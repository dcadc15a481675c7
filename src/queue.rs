//! File-backed job queue, one `<run_id>.job` file per pending job.
//!
//! FIFO by file modification time. There is no locking, visibility timeout
//! or re-delivery: the queue assumes exactly one consumer. Two workers
//! pointed at the same directory would race on the same file.

use std::path::{Path, PathBuf};
use std::time::SystemTime;

use serde::{Deserialize, Serialize};
use tokio::fs;
use tracing::debug;
use uuid::Uuid;

use crate::error::QueueError;

/// File extension of queued jobs.
const JOB_EXTENSION: &str = "job";

fn default_mode() -> String {
    "operator".to_string()
}

/// A queued request, mirroring the intake payload.
#[derive(Debug, Clone, PartialEq, Eq, Serialize, Deserialize)]
pub struct Job {
    pub run_id: Uuid,
    pub thread_id: String,
    pub repo_path: String,
    pub message: String,
    #[serde(default = "default_mode")]
    pub mode: String,
}

/// Handle to a job file found in the queue directory.
#[derive(Debug, Clone, PartialEq, Eq)]
pub struct QueuedJob {
    pub path: PathBuf,
    pub modified: SystemTime,
}

impl QueuedJob {
    /// Run id encoded in the file name, if the name is one.
    pub fn run_id_hint(&self) -> Option<Uuid> {
        self.path
            .file_stem()
            .and_then(|s| s.to_str())
            .and_then(|s| Uuid::parse_str(s).ok())
    }
}

/// Directory-backed FIFO of jobs.
#[derive(Debug, Clone)]
pub struct JobQueue {
    dir: PathBuf,
}

impl JobQueue {
    pub fn new(dir: impl Into<PathBuf>) -> Self {
        Self { dir: dir.into() }
    }

    pub fn dir(&self) -> &Path {
        &self.dir
    }

    fn io_err(path: &Path) -> impl FnOnce(std::io::Error) -> QueueError + '_ {
        move |source| QueueError::Io {
            path: path.to_path_buf(),
            source,
        }
    }

    /// Serialize a job into `<dir>/<run_id>.job`, creating the directory if
    /// needed. The file is written under a temporary name and renamed into
    /// place, so a reader never sees a partial payload.
    pub async fn enqueue(&self, job: &Job) -> Result<PathBuf, QueueError> {
        fs::create_dir_all(&self.dir)
            .await
            .map_err(Self::io_err(&self.dir))?;

        let bytes = serde_json::to_vec(job).map_err(|e| QueueError::Malformed {
            path: self.dir.clone(),
            reason: e.to_string(),
        })?;

        let final_path = self.dir.join(format!("{}.{JOB_EXTENSION}", job.run_id));
        let tmp_path = self.dir.join(format!(".{}.{JOB_EXTENSION}.tmp", job.run_id));

        fs::write(&tmp_path, &bytes)
            .await
            .map_err(Self::io_err(&tmp_path))?;
        fs::rename(&tmp_path, &final_path)
            .await
            .map_err(Self::io_err(&final_path))?;

        debug!(run_id = %job.run_id, path = %final_path.display(), "Job enqueued");
        Ok(final_path)
    }

    /// The job with the oldest modification time, or `None` when empty.
    pub async fn peek_oldest(&self) -> Result<Option<QueuedJob>, QueueError> {
        let mut entries = match fs::read_dir(&self.dir).await {
            Ok(entries) => entries,
            Err(e) if e.kind() == std::io::ErrorKind::NotFound => return Ok(None),
            Err(e) => return Err(Self::io_err(&self.dir)(e)),
        };

        let mut jobs = Vec::new();
        while let Some(entry) = entries
            .next_entry()
            .await
            .map_err(Self::io_err(&self.dir))?
        {
            let path = entry.path();
            if path.extension().and_then(|e| e.to_str()) != Some(JOB_EXTENSION) {
                continue;
            }
            // The file may vanish between listing and stat.
            let Ok(meta) = entry.metadata().await else {
                continue;
            };
            if !meta.is_file() {
                continue;
            }
            let modified = meta.modified().map_err(Self::io_err(&path))?;
            jobs.push(QueuedJob { path, modified });
        }

        jobs.sort_by(|a, b| a.modified.cmp(&b.modified).then_with(|| a.path.cmp(&b.path)));
        Ok(jobs.into_iter().next())
    }

    /// Raw payload bytes of a queued job.
    pub async fn read_bytes(&self, job: &QueuedJob) -> Result<Vec<u8>, QueueError> {
        fs::read(&job.path).await.map_err(Self::io_err(&job.path))
    }

    /// Parse a queued job.
    pub async fn read(&self, job: &QueuedJob) -> Result<Job, QueueError> {
        let bytes = self.read_bytes(job).await?;
        serde_json::from_slice(&bytes).map_err(|e| QueueError::Malformed {
            path: job.path.clone(),
            reason: e.to_string(),
        })
    }

    /// Remove a job file. Removing an already-missing file is not an error.
    pub async fn dequeue(&self, job: &QueuedJob) -> Result<(), QueueError> {
        match fs::remove_file(&job.path).await {
            Ok(()) => Ok(()),
            Err(e) if e.kind() == std::io::ErrorKind::NotFound => Ok(()),
            Err(e) => Err(Self::io_err(&job.path)(e)),
        }
    }
}

#[cfg(test)]
mod tests {
    use std::time::Duration;

    use super::*;

    fn job(message: &str) -> Job {
        Job {
            run_id: Uuid::new_v4(),
            thread_id: "thread-1".into(),
            repo_path: "/tmp/r".into(),
            message: message.into(),
            mode: "operator".into(),
        }
    }

    fn set_mtime(path: &Path, time: SystemTime) {
        let file = std::fs::OpenOptions::new().write(true).open(path).unwrap();
        file.set_modified(time).unwrap();
    }

    #[tokio::test]
    async fn enqueue_creates_directory() {
        let tmp = tempfile::tempdir().unwrap();
        let queue = JobQueue::new(tmp.path().join("storage").join("jobs"));
        let j = job("hello");

        let path = queue.enqueue(&j).await.unwrap();
        assert!(path.exists());
        assert_eq!(path.file_name().unwrap().to_str().unwrap(), format!("{}.job", j.run_id));
    }

    #[tokio::test]
    async fn payload_survives_round_trip_byte_for_byte() {
        let tmp = tempfile::tempdir().unwrap();
        let queue = JobQueue::new(tmp.path());
        let j = job("fix the \"500\" on /api/playlist — ünïcode ✓\nsecond line");

        queue.enqueue(&j).await.unwrap();
        let queued = queue.peek_oldest().await.unwrap().unwrap();

        let bytes = queue.read_bytes(&queued).await.unwrap();
        assert_eq!(bytes, serde_json::to_vec(&j).unwrap());
        assert_eq!(queue.read(&queued).await.unwrap(), j);
        assert_eq!(queued.run_id_hint(), Some(j.run_id));
    }

    #[tokio::test]
    async fn oldest_job_comes_first() {
        let tmp = tempfile::tempdir().unwrap();
        let queue = JobQueue::new(tmp.path());
        let older = job("older");
        let newer = job("newer");

        // Enqueue the newer one first; mtimes decide, not insertion order.
        let newer_path = queue.enqueue(&newer).await.unwrap();
        let older_path = queue.enqueue(&older).await.unwrap();
        let base = SystemTime::now() - Duration::from_secs(60);
        set_mtime(&older_path, base);
        set_mtime(&newer_path, base + Duration::from_secs(10));

        let first = queue.peek_oldest().await.unwrap().unwrap();
        assert_eq!(queue.read(&first).await.unwrap(), older);
        // Peeking does not consume.
        let again = queue.peek_oldest().await.unwrap().unwrap();
        assert_eq!(again.path, first.path);

        queue.dequeue(&first).await.unwrap();
        let second = queue.peek_oldest().await.unwrap().unwrap();
        assert_eq!(queue.read(&second).await.unwrap(), newer);

        queue.dequeue(&second).await.unwrap();
        assert!(queue.peek_oldest().await.unwrap().is_none());
    }

    #[tokio::test]
    async fn missing_directory_is_empty() {
        let tmp = tempfile::tempdir().unwrap();
        let queue = JobQueue::new(tmp.path().join("never-created"));
        assert!(queue.peek_oldest().await.unwrap().is_none());
    }

    #[tokio::test]
    async fn non_job_files_are_ignored() {
        let tmp = tempfile::tempdir().unwrap();
        std::fs::write(tmp.path().join("notes.txt"), "x").unwrap();
        std::fs::write(tmp.path().join(".abc.job.tmp"), "x").unwrap();
        std::fs::create_dir(tmp.path().join("dir.job")).unwrap();

        let queue = JobQueue::new(tmp.path());
        assert!(queue.peek_oldest().await.unwrap().is_none());
    }

    #[tokio::test]
    async fn dequeue_twice_is_fine() {
        let tmp = tempfile::tempdir().unwrap();
        let queue = JobQueue::new(tmp.path());
        queue.enqueue(&job("x")).await.unwrap();
        let queued = queue.peek_oldest().await.unwrap().unwrap();

        queue.dequeue(&queued).await.unwrap();
        queue.dequeue(&queued).await.unwrap();
        assert!(!queued.path.exists());
    }

    #[tokio::test]
    async fn malformed_payload_is_reported() {
        let tmp = tempfile::tempdir().unwrap();
        std::fs::write(tmp.path().join("garbage.job"), b"{not json").unwrap();
        let queue = JobQueue::new(tmp.path());

        let queued = queue.peek_oldest().await.unwrap().unwrap();
        assert_eq!(queued.run_id_hint(), None);
        let err = queue.read(&queued).await.unwrap_err();
        assert!(matches!(err, QueueError::Malformed { .. }));
    }

    #[test]
    fn mode_defaults_to_operator() {
        let raw = format!(
            r#"{{"run_id":"{}","thread_id":"t","repo_path":"/r","message":"m"}}"#,
            Uuid::new_v4()
        );
        let parsed: Job = serde_json::from_str(&raw).unwrap();
        assert_eq!(parsed.mode, "operator");
    }
}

▬▬▬▬▬▬

Every line above that contains the word "parsed" should be reported.

        let parsed: Job = serde_json::from_str(&raw).unwrap();
        assert_eq!(parsed.mode, "operator");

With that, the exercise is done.